Sprint (s s) believes it has caught AT&T (s T) in a ‘gotcha!’ moment. While AT&T is using the threat of a spectrum crunch as justification to buy T-Mobile, Ma Bell is trying to sell off mobile broadband airwaves it already owns. In a letter to the Federal Communications Commission, Sprint basically calls AT&T a hypocrite, citing AT&T’s intended sale of its 2.3 GHz spectrum as another reason for the FCC should deny AT&T and T-Mobiles’ $39-billion deal. While Sprint has levied plenty of dead-on criticisms against AT&T-T-Mobile deal in the past, this time the operator has overshot the mark.

Here’s an excerpt for Sprint’s letter, signed by Sprint attorney Charles Logan:

“AT&T, in fact, has more licensed spectrum than any other CMRS provider in the country. Other wireless carriers, such as Verizon, manage to serve more customers with less spectrum resources than AT&T by using their existing spectrum licenses, deploying new technologies, and investing in infrastructure. To the extent AT&T can be said to be constrained at all, therefore, any ostensible limitations are the result of years of underinvestment by AT&T in its network and AT&T’s failure to put its existing spectrum to more efficient use – or, in the case of AT&T’s WCS spectrum, to any use at all.”

Heady stuff, but it ignores the fact that the 2.3 GHz Wireless Communication Services (WCS) spectrum bands are a mess. Ever since the licenses were auctioned off in 1997, every major operator owning WCS has tried to find some use for that spectrum, but they all came up with squat. Power restrictions in the band make it useless for any kind of mobile voice and broadband service. And attempts by AT&T and BellSouth (which AT&T acquired) to use it for fixed wireless DSL-replacement technologies fell flat after numerous trials.

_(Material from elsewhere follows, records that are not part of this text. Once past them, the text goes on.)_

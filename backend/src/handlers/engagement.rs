use axum::{extract::State, http::{HeaderMap, StatusCode}, response::Json};
use once_cell::sync::Lazy;
use regex::Regex;
use serde::{Deserialize, Serialize};

use super::{api_error, require_internal, ApiError, AppState};
use crate::models::{ActionType, Signer};
use crate::services::BatchReport;

static CAST_HASH_RE: Lazy<Regex> =
    Lazy::new(|| Regex::new(r"^0x[0-9a-fA-F]{40}$").expect("cast hash pattern is valid"));

#[derive(Debug, Deserialize)]
pub struct EnqueueBatchRequest {
    pub cast_hash: String,
    pub action_type: ActionType,
    pub target_fid: Option<u64>,
    pub signers: Vec<Signer>,
}

#[derive(Debug, Serialize)]
pub struct EnqueueBatchResponse {
    pub batch_id: String,
    pub signer_count: usize,
}

#[derive(Debug, Serialize)]
pub struct ProcessResponse {
    pub processed: usize,
    pub batches: Vec<BatchReport>,
}

fn is_valid_cast_hash(cast_hash: &str) -> bool {
    CAST_HASH_RE.is_match(cast_hash)
}

pub async fn enqueue_batch(
    State(state): State<AppState>,
    headers: HeaderMap,
    Json(req): Json<EnqueueBatchRequest>,
) -> Result<Json<EnqueueBatchResponse>, ApiError> {
    require_internal(&headers, &state)?;

    if !is_valid_cast_hash(&req.cast_hash) {
        return Err(api_error(StatusCode::BAD_REQUEST, "Invalid cast hash"));
    }

    let (batch_id, signer_count) = state
        .batches
        .enqueue(&req.cast_hash, req.action_type, req.target_fid, req.signers)
        .await
        .map_err(|e| {
            tracing::error!("Failed to persist batch for cast {}: {}", req.cast_hash, e);
            api_error(StatusCode::INTERNAL_SERVER_ERROR, "Failed to persist batch")
        })?;

    if signer_count == 0 {
        tracing::warn!("Batch {} for cast {} has no approved signers", batch_id, req.cast_hash);
    }

    Ok(Json(EnqueueBatchResponse { batch_id, signer_count }))
}

/// Scheduler trigger: advances every pending batch by one window.
pub async fn process_batches(
    State(state): State<AppState>,
    headers: HeaderMap,
) -> Result<Json<ProcessResponse>, ApiError> {
    require_internal(&headers, &state)?;

    let batches = state.batches.run_pass().await.map_err(|e| {
        tracing::error!("Failed to list pending batches: {}", e);
        api_error(StatusCode::INTERNAL_SERVER_ERROR, "Failed to list pending batches")
    })?;

    Ok(Json(ProcessResponse {
        processed: batches.len(),
        batches,
    }))
}

#[cfg(test)]
mod tests {
    use super::*;

    #[test]
    fn test_valid_cast_hash() {
        assert!(is_valid_cast_hash("0x71d5225f77e0164388b1d4c120825f3a2c1f131c"));
        assert!(is_valid_cast_hash("0x71D5225F77E0164388B1D4C120825F3A2C1F131C"));
    }

    #[test]
    fn test_invalid_cast_hash() {
        assert!(!is_valid_cast_hash("71d5225f77e0164388b1d4c120825f3a2c1f131c"));
        assert!(!is_valid_cast_hash("0x71d5225f"));
        assert!(!is_valid_cast_hash("0xzzd5225f77e0164388b1d4c120825f3a2c1f131c"));
    }
}
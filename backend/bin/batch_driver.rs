use dispatcher::{
    db::{get_db_pool, PgBatchLogSink},
    services::{BatchOutcome, BatchProcessor, NeynarClient},
    store::RedisLockStore,
    utils::{init_logging, config::Config},
};
use anyhow::Result;
use clap::Parser;
use std::sync::Arc;
use std::time::Duration;
use tokio::time;
use tracing::{error, info, warn};

/// Advances pending like/recast batches by one window per pass.
#[derive(Debug, Parser)]
#[command(name = "batch_driver")]
struct Args {
    /// Keep running and start a pass every N seconds instead of exiting after one
    #[arg(long)]
    interval_secs: Option<u64>,
}

#[tokio::main]
async fn main() -> Result<()> {
    init_logging();
    let args = Args::parse();

    info!("🎯 Starting engagement batch driver...");

    let config = Config::from_env()?;
    let pool = get_db_pool(&config.database).await?;
    let store = Arc::new(RedisLockStore::connect(&config.redis_url).await?);

    let processor = BatchProcessor::new(
        store,
        Arc::new(NeynarClient::new(config.neynar_api_key.clone())),
        Arc::new(PgBatchLogSink::new(pool)),
    );

    match args.interval_secs {
        Some(secs) => run_forever(&processor, Duration::from_secs(secs.max(1))).await,
        None => run_once(&processor).await,
    }
}

async fn run_forever(processor: &BatchProcessor, period: Duration) -> Result<()> {
    let mut interval = time::interval(period);
    let mut iter_count: usize = 0;

    loop {
        interval.tick().await;
        iter_count += 1;
        info!("📊 Driver iteration {}", iter_count);

        if let Err(e) = run_once(processor).await {
            // Lock store unreachable; the next tick retries against the same persisted state
            error!("❌ Driver pass failed: {}", e);
        }
    }
}

async fn run_once(processor: &BatchProcessor) -> Result<()> {
    let reports = processor.run_pass().await?;
    if reports.is_empty() {
        info!("No pending batches");
        return Ok(());
    }

    for report in &reports {
        match &report.outcome {
            BatchOutcome::Missing => info!("ℹ️ Batch {}: state missing, skipped", report.batch_id),
            BatchOutcome::InProgress => info!("⏳ Batch {}: leased by another driver, skipped", report.batch_id),
            BatchOutcome::Advanced { current_index, total } => {
                info!("📈 Batch {}: {}/{} signers processed", report.batch_id, current_index, total)
            }
            BatchOutcome::Completed { summary } => info!(
                "✅ Batch {}: complete ({} ok, {} failed)",
                report.batch_id, summary.successful, summary.failed
            ),
            BatchOutcome::Failed { reason } => warn!("⚠️ Batch {}: pass abandoned: {}", report.batch_id, reason),
        }
    }

    Ok(())
}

The specific C-block and D-block licenses AT&T is trying to sell in partnership with NextWave are even more problematic. They straddle opposite ends of the Satellite Digital Audio Radio Service (SDARS) band used by Sirius XM Radio (s SIRI), requiring any network to have a guard band to prevent interference with Sirius’ radio signals. That means the already small allotment of capacity in each block, 5 MHz, is cut in half.

At worst, AT&T is guilty of putting lipstick on this WCS pig — rouge and fake eyelashes as well — in attempt to find a buyer for the licenses. AT&T pointed out just how worthless these licenses are in its public policy blog after Public Knowledge made similar criticisms of hypocrisy. Yet, the little fact sheet AT&T and NextWave put together to market the spectrum paints WCS in much gentler light. In those materials, AT&T claims that the licenses can be used for all kind of nifty applications: smart grids, supplementary downlink for mobile networks, fixed wireless broadband access, backhaul and one-way broadcast services.

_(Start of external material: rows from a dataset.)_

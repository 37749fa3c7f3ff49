use async_trait::async_trait;
use std::collections::HashMap;
use tokio::sync::Mutex;
use tokio::time::{Duration, Instant};

use super::LockStore;
use crate::error::StoreError;

#[derive(Debug, Clone)]
struct Entry {
    value: String,
    expires_at: Option<Instant>,
}

impl Entry {
    fn is_live(&self, now: Instant) -> bool {
        self.expires_at.is_none_or(|at| at > now)
    }
}

/// Single-process store with Redis-like TTL semantics, for tests and local
/// development. Expiry uses tokio's clock so paused test time applies.
#[derive(Debug, Default)]
pub struct MemoryLockStore {
    entries: Mutex<HashMap<String, Entry>>,
}

impl MemoryLockStore {
    pub fn new() -> Self {
        Self::default()
    }
}

fn expiry(ttl_secs: Option<u64>) -> Option<Instant> {
    ttl_secs.map(|ttl| Instant::now() + Duration::from_secs(ttl))
}

#[async_trait]
impl LockStore for MemoryLockStore {
    async fn set_if_absent(&self, key: &str, value: &str, ttl_secs: u64) -> Result<bool, StoreError> {
        let mut entries = self.entries.lock().await;
        let now = Instant::now();
        if entries.get(key).is_some_and(|e| e.is_live(now)) {
            return Ok(false);
        }
        entries.insert(
            key.to_string(),
            Entry { value: value.to_string(), expires_at: expiry(Some(ttl_secs)) },
        );
        Ok(true)
    }

    async fn set(&self, key: &str, value: &str, ttl_secs: Option<u64>) -> Result<(), StoreError> {
        let mut entries = self.entries.lock().await;
        entries.insert(
            key.to_string(),
            Entry { value: value.to_string(), expires_at: expiry(ttl_secs) },
        );
        Ok(())
    }

    async fn get(&self, key: &str) -> Result<Option<String>, StoreError> {
        let mut entries = self.entries.lock().await;
        let now = Instant::now();
        match entries.get(key) {
            Some(entry) if entry.is_live(now) => Ok(Some(entry.value.clone())),
            Some(_) => {
                entries.remove(key);
                Ok(None)
            }
            None => Ok(None),
        }
    }

    async fn delete(&self, key: &str) -> Result<bool, StoreError> {
        let removed = self.entries.lock().await.remove(key);
        Ok(removed.is_some_and(|e| e.is_live(Instant::now())))
    }

    async fn keys_with_prefix(&self, prefix: &str) -> Result<Vec<String>, StoreError> {
        let mut entries = self.entries.lock().await;
        let now = Instant::now();
        entries.retain(|_, e| e.is_live(now));
        let mut keys: Vec<String> = entries.keys().filter(|k| k.starts_with(prefix)).cloned().collect();
        keys.sort();
        Ok(keys)
    }
}

#[cfg(test)]
mod tests {
    use super::*;

    #[tokio::test]
    async fn test_set_if_absent_only_creates_once() {
        let store = MemoryLockStore::new();
        assert!(store.set_if_absent("k", "1", 60).await.unwrap());
        assert!(!store.set_if_absent("k", "2", 60).await.unwrap());
        assert_eq!(store.get("k").await.unwrap().as_deref(), Some("1"));

        assert!(store.delete("k").await.unwrap());
        assert!(!store.delete("k").await.unwrap());
        assert!(store.set_if_absent("k", "3", 60).await.unwrap());
    }

    #[tokio::test(start_paused = true)]
    async fn test_entries_expire_after_ttl() {
        let store = MemoryLockStore::new();
        store.set_if_absent("k", "1", 60).await.unwrap();

        tokio::time::advance(Duration::from_secs(59)).await;
        assert!(store.get("k").await.unwrap().is_some());

        tokio::time::advance(Duration::from_secs(2)).await;
        assert!(store.get("k").await.unwrap().is_none());
        assert!(store.set_if_absent("k", "2", 60).await.unwrap());
    }

    #[tokio::test]
    async fn test_keys_with_prefix() {
        let store = MemoryLockStore::new();
        store.set("batch:b", "{}", None).await.unwrap();
        store.set("batch:a", "{}", Some(10)).await.unwrap();
        store.set("other", "{}", None).await.unwrap();

        let keys = store.keys_with_prefix("batch:").await.unwrap();
        assert_eq!(keys, vec!["batch:a".to_string(), "batch:b".to_string()]);
    }
}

4 Responses to “Does AT&T need more spectrum? It’s complicated”

  1. Whether or not ATT “needs” more spectrum is irrelevant to letting them acquire T-Mobile. Why should they be given access to the spectrum that T-Mobile can use to serve its customers? Is this a new form of eminent domain for corporations? OK, ATT wants to grow, but the country doesn’t need them to grow, if the existing companies can provide that service without merging. Which they can.

    • Kevin Fitchard

      Hi Ken. This is going to be an interesting debate in coming years. This is one of the first topics that Stacey and I started mulling over when I started last week. On the one hand, you’re right: 1 + 1 does not equal more than two. No new capacity is created if spectrum is divided between two entities or is in a single entity’s hands. That said, there’s a huge demand for more and cheaper mobile broadband. That means operators need to achieve better economies of scale. It’s a lot cheaper per bit to run build and run a network with 20 MHz of capacity versus one with only 10 MHz of capacity. But does an operator with so much more market power wind up passing those savings to its customers?